If there's one thing that will always impress me in any medium, it's when Pop approaches Art. That opera escape from Quantum of Solace with all the weird flashes of imagery (sorry for the vagueness, it's been a while)? Made me like the movie way more than everyone else did. That part in Modern Warfare 2 where suddenly you're playing as astronauts to show the scope of the EMP explosion? The people who made that game went to extra effort to create something that served story and effect and didn't directly cater to the gamer's boner for running around and murdering foreigners, and that to me is courting art, a concept that, when combined with video games, everyone argues about.

Aaaaand now everyone's going to have the "Can video games be art?" discussion in the comments section.

Obviously there's a difference between art and something with artistic elements, and we already know comic books can be art just like paintings and music and sculptures and poetry. But superhero comics (save that one comic that I've already discussed ad nauseam) often get left out of that discussion. Jeff Lemire's Animal Man reboot certainly approaches art more than many of its New 52 peers by virtue of taking an unconventional approach to an established property, turning a the goofy concept of a guy who can take the abilities of any nearby animal and turning it into a supernatural horror story about a family in danger.

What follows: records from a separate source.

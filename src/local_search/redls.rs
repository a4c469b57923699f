//! RedLS. Alternates a greedy zero-conflict-delta descent
//! (candidate set S2) with conflict-reducing moves (S1) and, failing those,
//! reopen-and-recolor moves (S3); when nothing applies it raises edge
//! weights and recolors along a random conflicting edge (selectionRule2).

use std::time::Instant;

use crate::assignment::{Assignment, ColorTarget};
use crate::context::SearchContext;
use crate::graph::{Graph, VertexId};

use super::{choose, colored_vertices, deadline_reached, ProgressSink};

/// A candidate (vertex, target color) pair, mirroring the grounding
/// source's `Coloration`.
#[derive(Debug, Clone, Copy)]
struct Coloration {
    vertex: VertexId,
    target: ColorTarget,
}

#[allow(clippy::too_many_arguments)]
pub(super) fn run(
    assignment: &mut Assignment,
    graph: &Graph,
    ctx: &SearchContext,
    sub_deadline: Instant,
    nb_iter_local_search: u64,
    target: Option<i32>,
    sink: &mut dyn ProgressSink,
) {
    let mut solution = assignment.clone();
    let mut tabu = vec![false; solution.n()];
    let mut turn: u64 = 0;

    while turn < nb_iter_local_search
        && !deadline_reached(sub_deadline)
        && !target.is_some_and(|t| assignment.score() <= t)
    {
        turn += 1;

        if solution.penalty() == 0 {
            while candidate_set_2(&mut solution, graph, ctx, false, &mut tabu) {}

            if solution.score() < assignment.score() {
                *assignment = solution.clone();
                ctx.best.try_improve_score(assignment.score());
                sink.on_improvement(turn, assignment, graph);
                if target.is_some_and(|t| assignment.score() <= t) {
                    return;
                }
            }
            tabu.iter_mut().for_each(|t| *t = false);
            selection_rule_1(&mut solution, graph);
        }

        if !candidate_set_1(&mut solution, graph, ctx, assignment.score(), &mut tabu) {
            while candidate_set_2(&mut solution, graph, ctx, true, &mut tabu) {}

            if !candidate_set_3(&mut solution, graph, ctx, assignment.score(), &mut tabu) {
                solution.increment_edge_weights(graph);
                if solution.conflict_edges().next().is_some() {
                    selection_rule_2(&mut solution, graph, ctx, assignment.score(), &mut tabu);
                }
            }
        }
    }
}

fn candidate_set_1(
    solution: &mut Assignment,
    graph: &Graph,
    ctx: &SearchContext,
    best_local_score: i32,
    tabu: &mut [bool],
) -> bool {
    let delta_wvcp = (best_local_score - solution.score()).abs();
    let mut best_conflicts = 0;
    let mut best: Vec<Coloration> = Vec::new();

    let used: Vec<usize> = solution.used_colors().collect();
    for v in colored_vertices(solution) {
        if tabu[v] || !solution.has_conflicts(v) {
            continue;
        }
        for &c in &used {
            if Some(c) == solution.color_of(v) {
                continue;
            }
            let target = ColorTarget::Existing(c);
            let delta_conflicts = solution.delta_conflicts(v, target);
            if delta_conflicts >= 0
                || delta_conflicts > best_conflicts
                || solution.delta_score(v, target, graph) >= delta_wvcp
            {
                continue;
            }
            if delta_conflicts < best_conflicts {
                best_conflicts = delta_conflicts;
                best.clear();
            }
            best.push(Coloration { vertex: v, target });
        }
    }

    if best.is_empty() {
        return false;
    }
    let chosen = *choose(ctx, &best);
    let old_color = solution.delete_from(chosen.vertex, graph);
    solution.add_to(chosen.vertex, chosen.target, graph);
    tabu[chosen.vertex] = true;
    for &neighbor in graph.neighbors(chosen.vertex) {
        tabu[neighbor] = false;
    }
    let _ = old_color;
    true
}

fn candidate_set_2(
    solution: &mut Assignment,
    graph: &Graph,
    ctx: &SearchContext,
    with_conflicts: bool,
    tabu: &mut [bool],
) -> bool {
    let mut best: Vec<Coloration> = Vec::new();
    let used: Vec<usize> = solution.used_colors().collect();
    for v in colored_vertices(solution) {
        if with_conflicts && tabu[v] {
            continue;
        }
        for &c in &used {
            if Some(c) == solution.color_of(v) {
                continue;
            }
            let target = ColorTarget::Existing(c);
            if solution.delta_conflicts(v, target) > 0 || solution.delta_score(v, target, graph) >= 0 {
                continue;
            }
            best.push(Coloration { vertex: v, target });
        }
    }

    if best.is_empty() {
        return false;
    }
    let chosen = *choose(ctx, &best);
    solution.delete_from(chosen.vertex, graph);
    solution.add_to(chosen.vertex, chosen.target, graph);
    if with_conflicts {
        tabu[chosen.vertex] = true;
    }
    true
}

fn candidate_set_3(
    solution: &mut Assignment,
    graph: &Graph,
    ctx: &SearchContext,
    best_local_score: i32,
    tabu: &mut [bool],
) -> bool {
    let delta_wvcp = best_local_score - solution.score();
    let mut vertices: Vec<VertexId> = Vec::new();
    for v in colored_vertices(solution) {
        if !tabu[v] && solution.has_conflicts(v) && solution.delta_score(v, ColorTarget::New, graph) < delta_wvcp {
            vertices.push(v);
        }
    }
    if vertices.is_empty() {
        return false;
    }
    let &v = choose(ctx, &vertices);
    solution.delete_from(v, graph);
    solution.add_to(v, ColorTarget::New, graph);
    tabu[v] = true;
    true
}

/// Moves every heaviest vertex of the color maximizing `Δscore/Δconflict`
/// toward another color.
fn selection_rule_1(solution: &mut Assignment, graph: &Graph) {
    let mut best_ratio = 0.0f32;
    let mut best_color: Option<usize> = None;
    let mut best_heaviest: Vec<VertexId> = Vec::new();

    let used: Vec<usize> = solution.used_colors().collect();
    for &c1 in &used {
        let max_weight1 = solution.max_weight(c1);
        let mut second_max = 0u32;
        let mut heaviest = Vec::new();
        for &v in solution.members(c1) {
            let w = graph.weight(v);
            if w == max_weight1 {
                heaviest.push(v);
            } else if w > second_max {
                second_max = w;
            }
        }
        let delta_move = max_weight1 as i32 - second_max as i32;
        for &c2 in &used {
            if c1 == c2 {
                continue;
            }
            let delta_conflict: i32 = heaviest.iter().map(|&v| solution.conflicts(c2, v)).sum();
            let max_weight2 = solution.max_weight(c2);
            let delta_wvcp = if max_weight1 > max_weight2 {
                delta_move - max_weight1 as i32 + max_weight2 as i32
            } else {
                delta_move
            };
            let ratio = if delta_conflict != 0 {
                delta_wvcp as f32 / delta_conflict as f32
            } else {
                delta_wvcp as f32 * 2.0
            };
            if ratio > best_ratio || best_heaviest.is_empty() {
                best_ratio = ratio;
                best_heaviest = heaviest.clone();
                best_color = Some(c2);
            }
        }
    }

    let Some(best_color) = best_color else { return };
    for v in best_heaviest {
        solution.delete_from(v, graph);
        solution.add_to(v, ColorTarget::Existing(best_color), graph);
    }
}

/// Picks a uniformly random conflicting edge and recolors the endpoint that
/// most reduces conflicts while staying within `best_local_score`; falls
/// back to an arbitrary recolor of one endpoint when neither can.
fn selection_rule_2(
    solution: &mut Assignment,
    graph: &Graph,
    ctx: &SearchContext,
    best_local_score: i32,
    tabu: &mut [bool],
) {
    let delta_wvcp = best_local_score - solution.score();
    let edges: Vec<(VertexId, VertexId)> = solution.conflict_edges().copied().collect();
    let &(v1, v2) = choose(ctx, &edges);

    let mut best: Option<Coloration> = None;
    let mut best_conflicts = 0;
    let used: Vec<usize> = solution.used_colors().collect();
    for &vertex in &[v1, v2] {
        for &c in &used {
            if Some(c) == solution.color_of(vertex) {
                continue;
            }
            let target = ColorTarget::Existing(c);
            if solution.delta_score(vertex, target, graph) >= delta_wvcp {
                continue;
            }
            let delta_conflicts = solution.delta_conflicts(vertex, target);
            if best.is_none() || delta_conflicts < best_conflicts {
                best_conflicts = delta_conflicts;
                best = Some(Coloration { vertex, target });
            }
        }
    }

    let chosen = match best {
        Some(c) => c,
        None => {
            let vertex = *choose(ctx, &[v1, v2]);
            let mut possible: Vec<ColorTarget> = vec![ColorTarget::New];
            for &c in &used {
                if Some(c) != solution.color_of(vertex) {
                    possible.push(ColorTarget::Existing(c));
                }
            }
            let target = *choose(ctx, &possible);
            Coloration { vertex, target }
        }
    };

    solution.delete_from(chosen.vertex, graph);
    solution.add_to(chosen.vertex, chosen.target, graph);
    tabu[chosen.vertex] = true;
}

#[cfg(test)]
mod tests {
    use super::*;
    use crate::initializers::Initialization;
    use std::rc::Rc;
    use std::time::Duration;

    fn path4() -> Graph {
        Graph::new("p4", vec![vec![1], vec![0, 2], vec![1, 3], vec![2]], vec![5, 4, 3, 2])
    }

    fn clone_g(g: &Graph) -> Graph {
        let adj: Vec<Vec<usize>> = (0..g.n()).map(|v| g.neighbors(v).to_vec()).collect();
        let w: Vec<u32> = (0..g.n()).map(|v| g.weight(v)).collect();
        Graph::new(g.name(), adj, w)
    }

    #[test]
    fn redls_improves_toward_nine() {
        let g = path4();
        let ctx = SearchContext::new(Rc::new(clone_g(&g)), 1, Duration::from_secs(5));
        let mut a = Assignment::new(&g);
        Initialization::Worst.run(&mut a, &g, &ctx);
        ctx.best.try_improve_score(a.score());
        let mut sink = super::super::NullSink;
        run(&mut a, &g, &ctx, ctx.deadline.sub_deadline(Duration::from_secs(5)), 1000, None, &mut sink);
        assert!(a.score() <= 9);
        assert!(a.check_solution(&g));
    }
}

In Animal Man #6, Lemire takes an odd digression mid-story by showing us a movie within a comic book. More accurately, the indie movie Animal Man starred in that turned him into an actor/critical darling, which is apparently what he'd been up to since his previous series had been cancelled.

Digressions are fascinating to me. In Sandman Volume 2, where in the middle of "The Doll's House" there's a story about Death continually extending a man's life by a century every time they meet? As a teenager it blew my mind that Neil Gaiman was willing to drop in this almost non-sequitur interlude that would prove relevant by the end of the story, but still begs a sort of trust in the storyteller as it's happening. And (oh fuck, here it goes) it's why I really enjoyed the Watchmen movie for all its flaws — it was willing to go to many of the places that the comic was willing to go but the traditional bullshit three-act structure wouldn't normally allow. And, hey, remember that documentary episode of M*A*S*H? I love stuff like that because it breaks formula and keeps a viewer on his or her toes.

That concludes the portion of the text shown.